Here [in the UK], with 1 per cent interest rate from the central bank, we panicked as if to say, “Oh my god, stagflation is coming. We’ve had it. What are we going to do?” But 1 per cent is still below what you might consider to be a long-run equilibrium.

DS: So is the new, post-Covid normality going to look more like the old normality?

CP: I think so, yes. With more capital and better quality capital, more automation and, I hope, more flexibility in labour markets in terms of jobs, working hours, working from home. New forms of training programmes, rethinking the education system to provide better digital-type education. Facilities to make it easier for older people to participate, which would involve . . . flexibility on hours of work, because we do know that older people are bigger users of health services, for example.

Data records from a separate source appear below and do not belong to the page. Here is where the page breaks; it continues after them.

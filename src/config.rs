//! Process configuration from the environment
//!
//! Every setting has a default. A value that fails to parse, or a zero where
//! zero is meaningless, is logged and replaced by the default rather than
//! aborting startup.

use crate::llm::LlmConfig;
use crate::session::EngineConfig;
use std::str::FromStr;
use std::time::Duration;

#[derive(Debug, Clone)]
pub struct AppConfig {
    pub port: u16,
    pub engine: EngineConfig,
    pub llm: LlmConfig,
}

impl AppConfig {
    pub fn from_env() -> Self {
        Self::from_lookup(|name| std::env::var(name).ok())
    }

    /// Build from an arbitrary variable source
    pub fn from_lookup(lookup: impl Fn(&str) -> Option<String>) -> Self {
        let engine_defaults = EngineConfig::default();
        let llm_defaults = LlmConfig::default();

        let engine = EngineConfig {
            max_round: positive_or(&lookup, "CREW_MAX_ROUND", engine_defaults.max_round),
            message_retry_ceiling: parse_or(
                &lookup,
                "CREW_MESSAGE_RETRY_CEILING",
                engine_defaults.message_retry_ceiling,
            ),
            session_restart_ceiling: parse_or(
                &lookup,
                "CREW_SESSION_RESTART_CEILING",
                engine_defaults.session_restart_ceiling,
            ),
            retry_base_delay: millis_or(
                &lookup,
                "CREW_RETRY_BASE_DELAY_MS",
                engine_defaults.retry_base_delay,
            ),
            retry_max_delay: millis_or(
                &lookup,
                "CREW_RETRY_MAX_DELAY_MS",
                engine_defaults.retry_max_delay,
            ),
            max_tokens: positive_or(&lookup, "CREW_MAX_TOKENS", engine_defaults.max_tokens),
        };

        let llm = LlmConfig {
            anthropic_api_key: non_empty(lookup("ANTHROPIC_API_KEY")),
            gateway: non_empty(lookup("LLM_GATEWAY")),
            model: non_empty(lookup("CREW_MODEL")).unwrap_or(llm_defaults.model),
            timeout: Duration::from_secs(positive_or(
                &lookup,
                "CREW_LLM_TIMEOUT_SECS",
                llm_defaults.timeout.as_secs(),
            )),
        };

        Self {
            port: parse_or(&lookup, "CREW_PORT", 8000),
            engine,
            llm,
        }
    }
}

fn non_empty(value: Option<String>) -> Option<String> {
    value.filter(|v| !v.trim().is_empty())
}

fn parse_or<T>(lookup: &impl Fn(&str) -> Option<String>, name: &str, default: T) -> T
where
    T: FromStr + Copy + std::fmt::Display,
{
    let Some(raw) = non_empty(lookup(name)) else {
        return default;
    };
    if let Ok(value) = raw.trim().parse() {
        value
    } else {
        tracing::warn!(variable = name, value = %raw, default = %default, "Invalid value, using default");
        default
    }
}

/// `parse_or` for settings that must be non-zero
fn positive_or<T>(lookup: &impl Fn(&str) -> Option<String>, name: &str, default: T) -> T
where
    T: FromStr + Copy + Default + PartialEq + std::fmt::Display,
{
    let value = parse_or(lookup, name, default);
    if value == T::default() {
        tracing::warn!(variable = name, default = %default, "Zero is not allowed, using default");
        default
    } else {
        value
    }
}

fn millis_or(
    lookup: &impl Fn(&str) -> Option<String>,
    name: &str,
    default: Duration,
) -> Duration {
    let default_ms = u64::try_from(default.as_millis()).unwrap_or(u64::MAX);
    Duration::from_millis(parse_or(lookup, name, default_ms))
}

If you work from nine to five every day, that becomes difficult but if there’s more flexibility on how you adjust your hours, even if they are close to 35 a week or whatever full-time is, then, more of them will come out into the market.

DS: You’ve said recently that people’s experience of work is very much defined by place. Would that remain true if we do have a higher degree of remote working and movement away from urban centres?

CP: That is one of the central themes of the project that the Nuffield Foundation is funding us to research at the Institute for the Future of Work. I’m in two minds about it. There is no doubt that if you are in an area of the country where there are many different types of jobs, you will have a higher rate of return to your experience than if you are elsewhere.

I’ve been involved in various studies that show the biggest gains from experience are in places where there are the benefits of being close to other economic actors and spillovers from one job to another. It gives you the possibility of changing jobs, or if your employer doesn’t want to lose you when there’s an alternative, they are more likely to provide good training and make your experience more rewarding.

DS: What kinds of places would those be?

CP: London is number one here. In France, it’s Paris. The US has more, because of its size — New York, Los Angeles, San Francisco, even Texas, Houston and, of course, Boston — the Massachusetts area. But in Britain, there is hardly anything outside the London area and the surrounding sphere of influence. France is exactly the same — Paris and the surrounding area is completely dominant.

Now, the really difficult question is, given the new technologies we have and if we do go for more flexibility in work, whether these benefits could also be achieved elsewhere. I would hope so. We know from economic geography that you need concentration — even in the US. But do you really need only one big urban centre? The answer is obviously no. In the UK, Manchester, Liverpool, Birmingham, Coventry, Wolverhampton, Newcastle, Sunderland could be urban centres that benefit those living in the surrounding area and where people work remotely with the other big centres.

That’s what we are working on. I hope it can be achieved. In principle, there is no reason why we shouldn’t have, say, three or four urban centres instead of one. That will enable people to stay there rather than be forced to migrate to enjoy more successful careers.

DS: What are you hoping to find out from the review?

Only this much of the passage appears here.